White Cube

Katharina Fritsch

15 Sep - 21 Oct 2006

Katharina Fritsch
15 Sep—21 Oct 2006
Hoxton Square

"I find the play between reality and apparition very interesting. I think my work moves back and forth between these two poles." Katharina Fritsch

White Cube is pleased to present a new body of work by German artist Katharina Fritsch, her first show in London since her exhibition at Tate Modern in 2001. Fritsch is known for creating iconic objects, imagery and sculptural installations that imprint themselves on the mind. Her work creates a tension between the familiar and the uncanny, where humour is tempered by an incessant sense of unease.

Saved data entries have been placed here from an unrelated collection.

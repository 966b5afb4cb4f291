use super::pivot::{grid_from_cells, CellKey};
use crate::types::{DateGrid, DateLabelMatrix, Observation, LABEL_DATE_FORMAT};
use ndarray::Array2;
use std::collections::BTreeMap;

/// Build origin-date labels aligned cell for cell with a trimmed matrix.
///
/// Pairs whose second date precedes the first are skipped. The label grid takes
/// the row keys of `aligned_to` and the sorted intersection of both column sets,
/// so zipping labels with values never shifts a column.
pub fn build_date_labels<T: Clone>(
    observations: &[Observation],
    aligned_to: &DateGrid<T>,
) -> DateLabelMatrix {
    let mut cells: BTreeMap<CellKey, Option<String>> = BTreeMap::new();
    let mut skipped = 0usize;

    for obs in observations {
        if obs.second_date < obs.first_date {
            skipped += 1;
            continue;
        }
        let label = obs.first_date.format(LABEL_DATE_FORMAT).to_string();
        cells.insert((obs.delta_days(), obs.second_date), Some(label));
    }
    if skipped > 0 {
        log::debug!("Skipped {} reversed pair(s) while labelling", skipped);
    }

    let labels = grid_from_cells(cells, false);

    let second_dates: Vec<_> = aligned_to
        .second_dates
        .iter()
        .copied()
        .filter(|date| labels.second_dates.binary_search(date).is_ok())
        .collect();
    let delta_days = aligned_to.delta_days.clone();

    let mut aligned = Array2::from_elem((delta_days.len(), second_dates.len()), None);
    for (r, &delta) in delta_days.iter().enumerate() {
        let Ok(src_row) = labels.delta_days.binary_search(&delta) else {
            continue;
        };
        for (c, date) in second_dates.iter().enumerate() {
            if let Ok(src_col) = labels.second_dates.binary_search(date) {
                aligned[[r, c]] = labels.cells[[src_row, src_col]].clone();
            }
        }
    }

    log::debug!(
        "Date labels: {} x {} aligned to {} x {}",
        delta_days.len(),
        second_dates.len(),
        aligned_to.nrows(),
        aligned_to.ncols()
    );

    DateGrid {
        delta_days,
        second_dates,
        cells: aligned,
    }
}
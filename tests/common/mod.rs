#![allow(dead_code)]

pub mod synthetic_points;
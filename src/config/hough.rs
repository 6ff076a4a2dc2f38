use crate::detector::HoughParams;
use serde::Deserialize;
use std::fs;
use std::path::{Path, PathBuf};

/// JSON configuration of the `hough_detect` tool.
#[derive(Debug, Deserialize)]
pub struct HoughToolConfig {
    /// Binary edge map produced by an external edge detector.
    pub input: PathBuf,
    #[serde(default)]
    pub edge: EdgeMaskConfig,
    #[serde(default)]
    pub hough: HoughParams,
    pub output: HoughOutputConfig,
}

#[derive(Debug, Deserialize)]
#[serde(default)]
pub struct EdgeMaskConfig {
    /// Pixel value marking an edge; Canny-style maps use 255.
    pub on_value: u8,
}

impl Default for EdgeMaskConfig {
    fn default() -> Self {
        Self { on_value: 255 }
    }
}

#[derive(Debug, Deserialize)]
pub struct HoughOutputConfig {
    pub lines_json: PathBuf,
    /// Optional grayscale rendering of the accumulator.
    #[serde(default)]
    pub accumulator_image: Option<PathBuf>,
    /// Optional RGB copy of the input with every detected line drawn on it.
    #[serde(default)]
    pub overlay_image: Option<PathBuf>,
}

pub fn load_config(path: &Path) -> Result<HoughToolConfig, String> {
    let data = fs::read_to_string(path)
        .map_err(|e| format!("Failed to read config {}: {e}", path.display()))?;
    parse_config(&data).map_err(|e| format!("Failed to parse config {}: {e}", path.display()))
}

fn parse_config(data: &str) -> Result<HoughToolConfig, serde_json::Error> {
    serde_json::from_str(data)
}
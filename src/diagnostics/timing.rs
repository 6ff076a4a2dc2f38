use serde::{Deserialize, Serialize};
use std::time::Instant;

/// Wall-clock time spent in one detection stage.
#[derive(Clone, Debug, Serialize, Deserialize)]
#[serde(rename_all = "camelCase")]
pub struct StageTiming {
    pub label: String,
    pub elapsed_ms: f64,
}

impl StageTiming {
    pub fn new(label: impl Into<String>, elapsed_ms: f64) -> Self {
        Self {
            label: label.into(),
            elapsed_ms,
        }
    }
}

/// Per-stage timings of one detection pass.
#[derive(Clone, Debug, Default, Serialize, Deserialize)]
#[serde(rename_all = "camelCase")]
pub struct TimingBreakdown {
    pub total_ms: f64,
    pub stages: Vec<StageTiming>,
}

impl TimingBreakdown {
    pub fn push(&mut self, label: impl Into<String>, elapsed_ms: f64) {
        self.stages.push(StageTiming::new(label, elapsed_ms));
    }

    /// Runs `f`, records its duration under `label`, and returns its output.
    pub fn measure<T>(&mut self, label: &str, f: impl FnOnce() -> T) -> T {
        let start = Instant::now();
        let out = f();
        self.push(label, start.elapsed().as_secs_f64() * 1000.0);
        out
    }

    pub fn stage(&self, label: &str) -> Option<&StageTiming> {
        self.stages.iter().find(|s| s.label == label)
    }
}

#[cfg(test)]
mod tests {
    use super::TimingBreakdown;

    #[test]
    fn measure_records_stage_and_passes_output_through() {
        let mut timings = TimingBreakdown::default();
        let v = timings.measure("voting", || 41 + 1);
        assert_eq!(v, 42);
        let stage = timings.stage("voting").expect("stage recorded");
        assert!(stage.elapsed_ms >= 0.0);
        assert!(timings.stage("extraction").is_none());
    }
}
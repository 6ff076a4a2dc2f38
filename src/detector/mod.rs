//! Detector orchestrating one Hough pass.
//!
//! Overview
//! - Builds a [`crate::space::ParameterSpace`] for the frame, rejecting
//!   distance axes too small for the diagonal before any vote is cast.
//! - Votes every edge point at every angle bin into a fresh accumulator,
//!   sequentially or with one rayon task per angle row.
//! - Scans the accumulator for cells above the vote threshold and turns each
//!   into a line; cells with undefined geometry become anomalies.
//!
//! Modules
//! - [`params`] – configuration types used by the detector and the CLI.
//! - `pipeline` – the [`HoughDetector`] implementation.

pub mod params;
mod pipeline;

pub use params::{HoughParams, DEFAULT_ANGLE_BINS};
pub use pipeline::HoughDetector;
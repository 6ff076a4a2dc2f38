use serde::{Deserialize, Serialize};

/// Edge pixel supplied by the edge-detection stage, `row ∈ [0, H)`, `col ∈ [0, W)`.
#[derive(Clone, Copy, Debug, PartialEq, Eq, Hash, Serialize, Deserialize)]
pub struct EdgePoint {
    pub row: u32,
    pub col: u32,
}

impl EdgePoint {
    #[inline]
    pub fn new(row: u32, col: u32) -> Self {
        Self { row, col }
    }
}

impl From<(u32, u32)> for EdgePoint {
    fn from((row, col): (u32, u32)) -> Self {
        Self { row, col }
    }
}

/// Pixel dimensions of the frame the edge points were taken from.
#[derive(Clone, Copy, Debug, PartialEq, Eq, Serialize, Deserialize)]
pub struct ImageSize {
    pub width: usize,
    pub height: usize,
}

impl ImageSize {
    pub fn new(width: usize, height: usize) -> Self {
        Self { width, height }
    }

    pub fn is_empty(&self) -> bool {
        self.width == 0 || self.height == 0
    }

    /// Length of the frame diagonal, `√(W² + H²)`.
    pub fn diagonal(&self) -> f64 {
        let w = self.width as f64;
        let h = self.height as f64;
        (w * w + h * h).sqrt()
    }

    #[inline]
    pub fn contains(&self, p: EdgePoint) -> bool {
        (p.row as usize) < self.height && (p.col as usize) < self.width
    }
}
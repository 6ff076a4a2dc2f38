//! Vote casting: one vote per (edge point, angle bin) pair.
//!
//! The outer loop runs over angle bins so the `(cos θ, sin θ)` pair is looked
//! up once per bin. In parallel mode each rayon task owns one accumulator row
//! (one angle bin), so workers never write the same cell and no locking is
//! needed. Both modes produce identical grids.

use crate::accumulator::Accumulator;
use crate::angle::AngleBin;
use crate::error::{HoughError, Result};
use crate::space::ParameterSpace;
use crate::types::EdgePoint;
use log::debug;
use rayon::prelude::*;
use serde::{Deserialize, Serialize};
use std::time::Instant;

#[derive(Clone, Copy, Debug, Default, PartialEq, Eq, Serialize, Deserialize)]
#[serde(rename_all = "snake_case")]
pub enum VotingMode {
    #[default]
    Sequential,
    /// Angle rows are distributed over the rayon thread pool.
    Parallel,
}

pub struct VotingEngine<'a> {
    space: &'a ParameterSpace,
    mode: VotingMode,
}

impl<'a> VotingEngine<'a> {
    pub fn new(space: &'a ParameterSpace) -> Self {
        Self {
            space,
            mode: VotingMode::default(),
        }
    }

    pub fn with_mode(mut self, mode: VotingMode) -> Self {
        self.mode = mode;
        self
    }

    pub fn mode(&self) -> VotingMode {
        self.mode
    }

    /// Votes `points` into a fresh accumulator shaped after the space.
    pub fn accumulate(&self, points: &[EdgePoint]) -> Result<Accumulator> {
        let mut acc = Accumulator::for_space(self.space);
        self.vote_into(points, &mut acc)?;
        Ok(acc)
    }

    /// Adds the votes of `points` to `acc`.
    ///
    /// Every point is checked against the frame before the first vote, so an
    /// out-of-frame point leaves `acc` untouched.
    ///
    /// # Panics
    /// If `acc` was not shaped for this engine's parameter space.
    pub fn vote_into(&self, points: &[EdgePoint], acc: &mut Accumulator) -> Result<()> {
        assert!(
            acc.matches(self.space),
            "accumulator is {}x{}, parameter space is {}x{}",
            acc.angle_bins(),
            acc.distance_bins(),
            self.space.angle_bins(),
            self.space.distance_bins()
        );
        if let Some(p) = points.iter().find(|p| !self.space.contains(**p)) {
            let size = self.space.size();
            return Err(HoughError::PointOutOfFrame {
                row: p.row,
                col: p.col,
                width: size.width,
                height: size.height,
            });
        }

        let start = Instant::now();
        match self.mode {
            VotingMode::Sequential => self.vote_sequential(points, acc)?,
            VotingMode::Parallel => self.vote_parallel(points, acc)?,
        }
        debug!(
            "Hough voting: {} points x {} angle bins ({:?}) in {:.3} ms",
            points.len(),
            self.space.angle_bins(),
            self.mode,
            start.elapsed().as_secs_f64() * 1000.0
        );
        Ok(())
    }

    fn vote_sequential(&self, points: &[EdgePoint], acc: &mut Accumulator) -> Result<()> {
        for angle in self.space.angles() {
            let (cos, sin) = self.space.trig(angle);
            for &p in points {
                let d = self.space.distance_bin_with(p, angle, cos, sin)?;
                acc.vote(angle, d);
            }
        }
        Ok(())
    }

    fn vote_parallel(&self, points: &[EdgePoint], acc: &mut Accumulator) -> Result<()> {
        let space = self.space;
        let row_len = space.distance_bins();
        acc.counts_mut()
            .par_chunks_exact_mut(row_len)
            .enumerate()
            .try_for_each(|(a, row)| -> Result<()> {
                let angle = AngleBin(a);
                let (cos, sin) = space.trig(angle);
                for &p in points {
                    let d = space.distance_bin_with(p, angle, cos, sin)?;
                    row[d.0] += 1;
                }
                Ok(())
            })
    }
}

In this exhibition Fritsch has created a site-specific installation, transforming the exhibition space into a municipal park, or at least the memory of a park that she frequented as a child in the town of Essen. To create these mental landscapes Fritsch has created works from postcards sent to her by her grandfather in the 1970's and 80's. These romanticized scenes are set within the industrial landscape of the Ruhr district, referred to by the artist as her 'heimat' or homeland. Transferred onto large, individually silk-screened panels, the single-colour matt painted surface is the result of a meticulous and extremely precise handcrafted printing process that appears deceptively simple. Each panel depicts the scene in a single colour, as if the other colours in the spectrum have faded, over time, by the bleaching of the sun to leave a trace, or a melancholic memory as if viewing the picturesque scene at twilight.

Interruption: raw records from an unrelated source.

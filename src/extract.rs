//! Threshold scan over the accumulator and line reconstruction.
//!
//! Every cell with more than `threshold` votes yields one line; adjacent cells
//! above threshold produce near-duplicate lines. There is no peak suppression
//! or clustering.
//!
//! Coordinates follow the voting frame: `x` is the first edge-point
//! coordinate (row) and `y` the second (col), so a cell `(θ, r)` describes the
//! line `x·cos θ + y·sin θ = r`.
//!
//! Reconstruction modes
//! - [`LineReconstruction::AxisIntercepts`]: `P1 = (0, r / sin θ)` and
//!   `P2 = (r / cos θ, 0)`, the intersections with both axes. When `sin θ` or
//!   `cos θ` vanishes (θ = 0, θ = π/2) the matching intercept does not exist;
//!   the cell is reported as an [`ExtractionAnomaly`] instead of a line.
//!   A line through the origin (`r = 0`) has both intercepts at `(0, 0)` and
//!   is emitted as a zero-length segment; `theta` and `rho` still describe it.
//! - [`LineReconstruction::ClipToFrame`]: the line is clipped to the frame
//!   rectangle `[0, H−1] × [0, W−1]`, which also covers axis-parallel lines. A
//!   line that misses the frame becomes an anomaly.

use crate::accumulator::Accumulator;
use crate::angle::AngleBin;
use crate::space::{DistanceBin, ParameterSpace};
use log::debug;
use nalgebra::Point2;
use serde::{Deserialize, Serialize};

/// Reference vote threshold, tuned for 512×512 inputs.
pub const DEFAULT_VOTE_THRESHOLD: u32 = 120;

/// `|sin θ|` or `|cos θ|` below this counts as zero.
const AXIS_EPS: f64 = 1e-9;

#[derive(Clone, Copy, Debug, Default, PartialEq, Eq, Serialize, Deserialize)]
#[serde(rename_all = "snake_case")]
pub enum LineReconstruction {
    #[default]
    AxisIntercepts,
    ClipToFrame,
}

/// Line recovered from one accumulator cell.
#[derive(Clone, Debug, PartialEq, Serialize)]
#[serde(rename_all = "camelCase")]
pub struct DetectedLine {
    pub p1: Point2<f64>,
    pub p2: Point2<f64>,
    pub angle_bin: usize,
    pub distance_bin: usize,
    pub votes: u32,
    /// Line normal angle in radians.
    pub theta: f64,
    /// Signed distance from the origin, bias removed.
    pub rho: f64,
}

impl DetectedLine {
    /// Endpoints in image drawing order `(col, row)`.
    pub fn image_endpoints(&self) -> ([f64; 2], [f64; 2]) {
        ([self.p1.y, self.p1.x], [self.p2.y, self.p2.x])
    }

    /// Perpendicular distance from `(x, y)` to the infinite line.
    pub fn distance_to(&self, x: f64, y: f64) -> f64 {
        (x * self.theta.cos() + y * self.theta.sin() - self.rho).abs()
    }
}

#[derive(Clone, Copy, Debug, PartialEq, Eq, Serialize)]
#[serde(rename_all = "camelCase")]
pub enum AnomalyKind {
    /// `sin θ ≈ 0`: the line never meets `x = 0` at a single point.
    UndefinedYIntercept,
    /// `cos θ ≈ 0`: the line never meets `y = 0` at a single point.
    UndefinedXIntercept,
    /// The line does not cross the frame rectangle.
    OutsideFrame,
}

/// Qualifying cell that could not be turned into a finite line.
#[derive(Clone, Debug, PartialEq, Serialize)]
#[serde(rename_all = "camelCase")]
pub struct ExtractionAnomaly {
    pub angle_bin: usize,
    pub distance_bin: usize,
    pub votes: u32,
    pub theta: f64,
    pub rho: f64,
    pub kind: AnomalyKind,
}

#[derive(Clone, Debug, Default, PartialEq, Serialize)]
pub struct Extraction {
    pub lines: Vec<DetectedLine>,
    pub anomalies: Vec<ExtractionAnomaly>,
}

#[derive(Clone, Copy, Debug)]
pub struct LineExtractor {
    threshold: u32,
    reconstruction: LineReconstruction,
}

impl Default for LineExtractor {
    fn default() -> Self {
        Self::new(DEFAULT_VOTE_THRESHOLD)
    }
}

impl LineExtractor {
    pub fn new(threshold: u32) -> Self {
        Self {
            threshold,
            reconstruction: LineReconstruction::default(),
        }
    }

    pub fn with_reconstruction(mut self, reconstruction: LineReconstruction) -> Self {
        self.reconstruction = reconstruction;
        self
    }

    pub fn threshold(&self) -> u32 {
        self.threshold
    }

    /// Scans `acc` in angle-major, distance-ascending order.
    pub fn extract(&self, space: &ParameterSpace, acc: &Accumulator) -> Extraction {
        assert!(acc.matches(space), "accumulator does not match parameter space");
        let mut out = Extraction::default();
        for (angle, row) in acc.rows() {
            for (d, &votes) in row.iter().enumerate() {
                if votes <= self.threshold {
                    continue;
                }
                let distance = DistanceBin(d);
                match self.reconstruct(space, angle, distance) {
                    Ok((p1, p2)) => out.lines.push(DetectedLine {
                        p1,
                        p2,
                        angle_bin: angle.index(),
                        distance_bin: d,
                        votes,
                        theta: space.angle_radians(angle),
                        rho: space.unbiased_distance(distance) as f64,
                    }),
                    Err(kind) => {
                        debug!(
                            "Hough extraction: cell ({}, {}) with {} votes skipped: {:?}",
                            angle.index(),
                            d,
                            votes,
                            kind
                        );
                        out.anomalies.push(ExtractionAnomaly {
                            angle_bin: angle.index(),
                            distance_bin: d,
                            votes,
                            theta: space.angle_radians(angle),
                            rho: space.unbiased_distance(distance) as f64,
                            kind,
                        });
                    }
                }
            }
        }
        debug!(
            "Hough extraction: {} lines, {} anomalies above threshold {}",
            out.lines.len(),
            out.anomalies.len(),
            self.threshold
        );
        out
    }

    fn reconstruct(
        &self,
        space: &ParameterSpace,
        angle: AngleBin,
        distance: DistanceBin,
    ) -> Result<(Point2<f64>, Point2<f64>), AnomalyKind> {
        let rho = space.unbiased_distance(distance) as f64;
        let (cos, sin) = space.trig(angle);
        match self.reconstruction {
            LineReconstruction::AxisIntercepts => axis_intercepts(rho, cos, sin),
            LineReconstruction::ClipToFrame => {
                let size = space.size();
                let x_max = size.height.saturating_sub(1) as f64;
                let y_max = size.width.saturating_sub(1) as f64;
                clip_to_frame(rho, cos, sin, x_max, y_max)
            }
        }
    }
}

fn axis_intercepts(
    rho: f64,
    cos: f64,
    sin: f64,
) -> Result<(Point2<f64>, Point2<f64>), AnomalyKind> {
    if sin.abs() < AXIS_EPS {
        return Err(AnomalyKind::UndefinedYIntercept);
    }
    if cos.abs() < AXIS_EPS {
        return Err(AnomalyKind::UndefinedXIntercept);
    }
    Ok((Point2::new(0.0, rho / sin), Point2::new(rho / cos, 0.0)))
}

/// Clips `x·cos + y·sin = rho` to `[0, x_max] × [0, y_max]`, returning the two
/// farthest-apart boundary crossings.
fn clip_to_frame(
    rho: f64,
    cos: f64,
    sin: f64,
    x_max: f64,
    y_max: f64,
) -> Result<(Point2<f64>, Point2<f64>), AnomalyKind> {
    const TOL: f64 = 1e-9;
    let within = |v: f64, hi: f64| v >= -TOL && v <= hi + TOL;
    let mut hits: Vec<Point2<f64>> = Vec::with_capacity(4);

    if sin.abs() >= AXIS_EPS {
        for x in [0.0, x_max] {
            let y = (rho - x * cos) / sin;
            if within(y, y_max) {
                hits.push(Point2::new(x, y.clamp(0.0, y_max)));
            }
        }
    }
    if cos.abs() >= AXIS_EPS {
        for y in [0.0, y_max] {
            let x = (rho - y * sin) / cos;
            if within(x, x_max) {
                hits.push(Point2::new(x.clamp(0.0, x_max), y));
            }
        }
    }

    let mut best: Option<(Point2<f64>, Point2<f64>, f64)> = None;
    for i in 0..hits.len() {
        for j in i + 1..hits.len() {
            let d = nalgebra::distance(&hits[i], &hits[j]);
            if best.map_or(true, |(_, _, bd)| d > bd) {
                best = Some((hits[i], hits[j], d));
            }
        }
    }
    match best {
        Some((p1, p2, d)) if d > TOL => Ok((p1, p2)),
        _ => Err(AnomalyKind::OutsideFrame),
    }
}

Fritsch has specifically mapped out the space by dividing the gallery with two identical central enclosures, which surround the viewer with three large panels. Composed of imagery of detailed parkland, each panel, in its differing hue, provides an intimate backdrop for a single sculpture placed on a white pedestal. One is a pale grey vase, a perfect geometric form from Fritsch's imagination; the other a classical sculpture of a woman's torso rendered in pure white, carefully scaled down from a bronze sculpture Fritsch had known from her childhood. Fritsch creates a pictorial world where the materiality of an object is distilled by memory and dream.

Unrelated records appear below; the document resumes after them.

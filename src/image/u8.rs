use crate::types::{EdgePoint, ImageSize};

/// Borrowed 8-bit single-channel image, e.g. a binary edge map.
#[derive(Clone, Debug)]
pub struct ImageU8<'a> {
    pub w: usize,
    pub h: usize,
    pub stride: usize, // bytes between rows
    pub data: &'a [u8],
}

impl<'a> ImageU8<'a> {
    #[inline]
    pub fn row(&self, y: usize) -> &[u8] {
        let start = y * self.stride;
        &self.data[start..start + self.w]
    }

    pub fn size(&self) -> ImageSize {
        ImageSize::new(self.w, self.h)
    }

    /// Coordinates of every pixel equal to `on_value`, in row-major order.
    pub fn edge_points(&self, on_value: u8) -> Vec<EdgePoint> {
        let mut points = Vec::new();
        for y in 0..self.h {
            for (x, &v) in self.row(y).iter().enumerate() {
                if v == on_value {
                    points.push(EdgePoint::new(y as u32, x as u32));
                }
            }
        }
        points
    }
}

#[cfg(test)]
mod tests {
    use super::*;

    #[test]
    fn edge_points_are_row_col_in_scan_order() {
        #[rustfmt::skip]
        let data = [
            0, 255, 0, 9,
            0, 0, 255, 9,
            255, 0, 128, 9,
        ];
        // Stride 4 with a padding column that must be ignored.
        let img = ImageU8 {
            w: 3,
            h: 3,
            stride: 4,
            data: &data,
        };
        assert_eq!(
            img.edge_points(255),
            vec![
                EdgePoint::new(0, 1),
                EdgePoint::new(1, 2),
                EdgePoint::new(2, 0),
            ]
        );
        assert_eq!(img.edge_points(128), vec![EdgePoint::new(2, 2)]);
        assert_eq!(img.size(), ImageSize::new(3, 3));
    }
}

Katharina Fritsch was born in 1956 in Essen. Solo exhibitions have included those staged at Institute of Contemporary Arts, London (1988); Dia Center for the Arts, New York (1993); San Francisco Museum of Modern Art, San Francisco (1996); Museum für Gegenwartskunst, Basel (1997); Tate Modern, London (2001); and K21 Kunstsammlung im Standehaus, Düsseldorf (2002). Fritsch represented Germany at the 46th Venice Biennale in 1995 alongside Martin Honert and Thomas Ruff. Fritsch lives and works in Düsseldorf.